A new study has recently discovered PNGaseL, a new, highly-specific, broad specificity enzyme. This very specific enzyme for glycan targets from all kingdoms of life. Dr. Lucy Crouch, a Sir Henry Dale Fellow at the University of Birmingham, carried out this pioneering research. It led to a monumental find. Taken together, these findings uncover PNGaseL’s impressive versatility for a variety of research applications. It has the potential to dramatically improve current glycobiological techniques.
PNGaseL was originally isolated from the bacterium Flavobacterium akiainvivens, and as of spring 2010 it is commercially available from Ludger. In contrast to its predecessors PNGaseF and PNGaseA, PNGaseL performs better at cleaving N-glycans from glycoproteins in a wider set of conditions. In order to find this enzyme, researchers had to employ bioprospecting methods. Their message focuses on the challenge of finding biological resources which can lead to commercially exploitable products.
The enzyme’s wide specificity means that it can interact with glycans derived from mammalian, insect, and plant-derived proteins at the same time. This new capability is an important step forward of previous enzymes developed in the field. After reviewing the findings, Dr.

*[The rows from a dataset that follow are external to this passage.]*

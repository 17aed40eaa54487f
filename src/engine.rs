// Copyright 2026 Hypermesh Foundation. All rights reserved.
// Fleet Estimator - Monte Carlo Engine

//! Drives `samples` independent draws through the three samplers and the
//! blender, then summarizes each channel.
//!
//! The observed sensor point is a plain argument: the same value feeds every
//! draw, and only the simulated noise around it varies. No draw reads
//! another's output, so the loop could be split across workers that each
//! own a `RandomSource`.

use crate::blend::blend;
use crate::histogram::Histogram;
use crate::params::{SimulationParameters, ValidationError};
use crate::random::RandomSource;
use crate::samplers::{sample_fleet, sample_sensor, sample_trips};
use crate::summary::{summarize, SummaryStatistic};
use rand::Rng;
use rand_chacha::ChaCha8Rng;
use serde::Serialize;
use tracing::{debug, info};

// ─── Run Output ─────────────────────────────────────────────────────────────

/// The four parallel per-draw sequences of one run. Sensor entries are
/// `NaN` for draws with no sensor evidence.
#[derive(Debug, Clone, Default, Serialize)]
pub struct SampleRecord {
    pub fleet: Vec<f64>,
    pub trip: Vec<f64>,
    pub sensor: Vec<f64>,
    pub blended: Vec<f64>,
}

impl SampleRecord {
    fn with_capacity(n: usize) -> Self {
        Self {
            fleet: Vec::with_capacity(n),
            trip: Vec::with_capacity(n),
            sensor: Vec::with_capacity(n),
            blended: Vec::with_capacity(n),
        }
    }

    pub fn len(&self) -> usize {
        self.blended.len()
    }

    pub fn is_empty(&self) -> bool {
        self.blended.is_empty()
    }
}

#[derive(Debug, Clone, Serialize)]
#[serde(rename_all = "camelCase")]
pub struct SimulationOutcome {
    pub fleet_stats: SummaryStatistic,
    pub trip_stats: SummaryStatistic,
    pub sensor_stats: SummaryStatistic,
    pub blended_stats: SummaryStatistic,
    pub samples: SampleRecord,
    /// Seed of the generator, when the run is reproducible from one.
    pub seed: Option<u64>,
}

impl SimulationOutcome {
    /// Bins of the blended sequence for the chart.
    pub fn histogram(&self) -> Option<Histogram> {
        Histogram::from_samples(&self.samples.blended)
    }
}

// ─── Engine ─────────────────────────────────────────────────────────────────

pub struct MonteCarloEngine<R = ChaCha8Rng> {
    source: RandomSource<R>,
    seed: Option<u64>,
}

impl MonteCarloEngine<ChaCha8Rng> {
    pub fn seeded(seed: u64) -> Self {
        Self { source: RandomSource::seeded(seed), seed: Some(seed) }
    }

    /// Entropy-seeded; the drawn seed is still recorded on each outcome.
    pub fn from_entropy() -> Self {
        let (source, seed) = RandomSource::from_entropy();
        Self { source, seed: Some(seed) }
    }
}

impl<R: Rng> MonteCarloEngine<R> {
    /// Engine over a caller-supplied source. Outcomes carry no seed.
    pub fn with_source(source: RandomSource<R>) -> Self {
        Self { source, seed: None }
    }

    /// Validate `params`, then run `params.samples` draws.
    ///
    /// `observed_sensor` is the most recent citywide sensor estimate, if
    /// any. `None`, zero, negative and non-finite points all mean "no
    /// sensor evidence".
    pub fn run(
        &mut self,
        params: &SimulationParameters,
        observed_sensor: Option<f64>,
    ) -> Result<SimulationOutcome, ValidationError> {
        params.validate()?;
        debug!(
            samples = params.samples,
            sensor_weight = params.sensor_weight,
            observed_sensor = ?observed_sensor,
            seed = ?self.seed,
            "starting estimate run"
        );

        let mut record = SampleRecord::with_capacity(params.samples);
        for _ in 0..params.samples {
            let fleet = sample_fleet(params, &mut self.source);
            let trip = sample_trips(params, &mut self.source);
            let sensor = sample_sensor(observed_sensor, &mut self.source);
            record.blended.push(blend(fleet, trip, sensor, params.sensor_weight));
            record.fleet.push(fleet);
            record.trip.push(trip);
            record.sensor.push(sensor);
        }

        let outcome = SimulationOutcome {
            fleet_stats: summarize(&record.fleet),
            trip_stats: summarize(&record.trip),
            sensor_stats: summarize(&record.sensor),
            blended_stats: summarize(&record.blended),
            samples: record,
            seed: self.seed,
        };
        info!(
            blended_mean = ?outcome.blended_stats.mean,
            blended_p5 = ?outcome.blended_stats.p5,
            blended_p95 = ?outcome.blended_stats.p95,
            sensor_draws = outcome.sensor_stats.count,
            "estimate run complete"
        );
        Ok(outcome)
    }
}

Crouch reflected on the significance of this study, saying,
“Our study exemplifies the successful translation of fundamental discovery biology into practical applications. Unlike its predecessors, PNGaseL exhibits a significantly broader substrate specificity, meaning it can target glycans from mammalian, insect and plant-derived proteins in parallel.”
This increased robustness expands the PNGaseL toolbox making it a standard for the glycobiology applications. For the latter, it provides researchers with more versatility in their analyses. Its capacity to integrate seamlessly into existing protocols positions it as a preferred choice for laboratories aiming to streamline their processes.

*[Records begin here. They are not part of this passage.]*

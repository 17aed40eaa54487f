// Scenario Presets — named parameter sets for the estimate runner
// Each preset pairs simulation parameters with an optional sensor point

use fleet_estimator::SimulationParameters;

pub struct Scenario {
    pub name: &'static str,
    pub label: &'static str,
    pub params: SimulationParameters,
    /// Citywide sensor estimate fed to every draw (None = no camera evidence)
    pub sensor: Option<f64>,
}

pub fn scenarios() -> Vec<Scenario> {
    vec![
        Scenario {
            name: "BASELINE",
            label: "Baseline: fleet + sensor",
            params: SimulationParameters::default(),
            sensor: Some(180.0),
        },
        Scenario {
            name: "FLEET_ONLY",
            label: "Fleet model, no demand, no sensor",
            params: SimulationParameters {
                fleet_size: 1500.0,
                sf_share_min: 0.1,
                sf_share_max: 0.1,
                util_min: 0.5,
                util_max: 0.5,
                trips_per_day: 0.0,
                tpc_min: 10.0,
                tpc_max: 10.0,
                samples: 5_000,
                sensor_weight: 0.0,
            },
            sensor: None,
        },
        Scenario {
            name: "DEMAND",
            label: "Fleet + trip demand",
            params: SimulationParameters {
                trips_per_day: 4_000.0,
                tpc_min: 12.0,
                tpc_max: 25.0,
                ..Default::default()
            },
            sensor: None,
        },
        Scenario {
            name: "SENSOR_HEAVY",
            label: "All channels, sensor weight 0.7",
            params: SimulationParameters {
                trips_per_day: 4_000.0,
                tpc_min: 12.0,
                tpc_max: 25.0,
                sensor_weight: 0.7,
                ..Default::default()
            },
            sensor: Some(220.0),
        },
        Scenario {
            name: "SENSOR_MISSING",
            label: "Sensor weighted but unavailable",
            params: SimulationParameters {
                sensor_weight: 0.7,
                ..Default::default()
            },
            sensor: None,
        },
    ]
}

Dr. Crouch is excited to see how PNGaseL will drive research and industry initiatives, stating,
“We’re very excited by the potential for further discoveries in this space and the impact they may have on both future research and industry-led projects.”
As PNGaseL continues to make waves in the scientific community, researchers are thrilled by its potential. They hope its wide specificity will foster big leaps forward for deciphering the complexity of glycan structures and activity. This development exemplifies the ongoing efforts to translate basic biological discoveries into practical applications that can benefit both scientific inquiry and commercial endeavors.